What ZIP codes actually are

  • Described as mail-sorting constructs, not geographic polygons: abstract sets of delivery points along routes.
  • Can be:
    • Non-contiguous areas.
    • A single point (e.g., a large company).
    • A single line (highway routes).
    • Overlapping or ambiguous when forced into polygons.
  • They reflect USPS operational structure and logistics, not geography or political boundaries; they also change over time as routes change.

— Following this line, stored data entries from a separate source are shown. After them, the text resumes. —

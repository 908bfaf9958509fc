//! Core logic for the Germain laboratory.
//!
//! This crate contains the primality oracle, the grammar-constrained chain
//! generator, the safe-prime filter, the random baseline sampler and the
//! comparative analyzer. [`Session`] bundles the rule tables and the
//! primality cache and is the usual entry point.
//!
//! Generation is single-threaded, synchronous and never fails: invalid
//! requests, exhausted budgets and empty ranges yield empty or partial
//! results, reported through `tracing`.

pub mod analysis;
mod baseline;
pub mod feasibility;
pub mod generator;
pub mod grammar;
pub mod hooks;
pub mod oracle;
pub mod residue;
mod safe_primes;
mod session;
pub mod transitions;

pub use analysis::{ChainSummary, ComparisonReport, MotifTable, Ranked, SetDifference, analyze, mean};
pub use baseline::{DRAWS_PER_ELEMENT, sample_baseline};
pub use feasibility::{Feasibility, check_feasibility, recommended_max};
pub use generator::{ChainWalk, Draw, Phase, Rejection, StepOutcome, generate_chain};
pub use grammar::RuleSet;
pub use hooks::{NoHooks, ProgressHooks, TracingHooks, estimate_remaining};
pub use oracle::{CacheStats, PrimalityCache, enumerate_sophie_germain, safe_companion};
pub use residue::{ResidueClass, first_in_residue_at_or_after, in_target_residue};
pub use safe_primes::{derive_safe_primes, filter_safe_primes, overshoot};
pub use session::Session;
pub use transitions::{
    AutoInterCheck, ClassificationTotals, DeltaSummary, SymmetryCheck, TransitionAnalysis,
    TransitionCell, analyze_transitions, transition_rows,
};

Why ZIP codes are problematic for spatial analysis

  • Treating ZIPs as polygons is called a “category error” and can produce misleading results, especially for:
    • Rural vs urban comparisons, where a single ZIP can mix dense town centers with large rural surroundings.
    • Demographic or socioeconomic analysis where internal variation is large.
  • Census “ZIP Code Tabulation Areas” (ZCTAs) are only approximations and may include overlaps, missing regions, and temporal drift.
  • Relates to the Modifiable Areal Unit Problem: statistics and patterns change with how you draw boundaries.

Arguments that ZIPs are “good enough”

  • Widely known by the public, easy to collect on forms, and embedded in addresses.
  • Often “uniform enough” and “contiguous enough by travel time” for coarse analyses, marketing, bulk mail, sales-tax lookup, and sports blackouts.
  • Seen as a practical first step when you need aggregation but lack more precise spatial data.

Alternatives proposed

  • Census units (blocks, tracts, counties, CSAs): better-defined geographies and often population-normalized, but harder to collect from users and to explain.
  • Spatial grids like H3:
    • Hexagonal cells with consistent neighbor relationships and tunable resolution.
    • Good for counting people/phenomena in areas and joining disparate datasets.
    • Rectangular lat/long bins are possible but bring design choices and edge issues.
  • Exact addresses + geocoding, then aggregating to chosen units.
  • Custom regions (e.g., DMAs, custom market areas) built from population + internal data.

Data, privacy, and international issues

  • ZIP+4 and Canadian postal codes can be extremely granular, verging on household or building identifiers, raising re-identification risk.
  • Postal code concepts differ by country; some boundaries are proprietary or not widely known, and user familiarity varies.
  • Address and postal-code validation is messy, with numerous edge cases and conflicting datasets.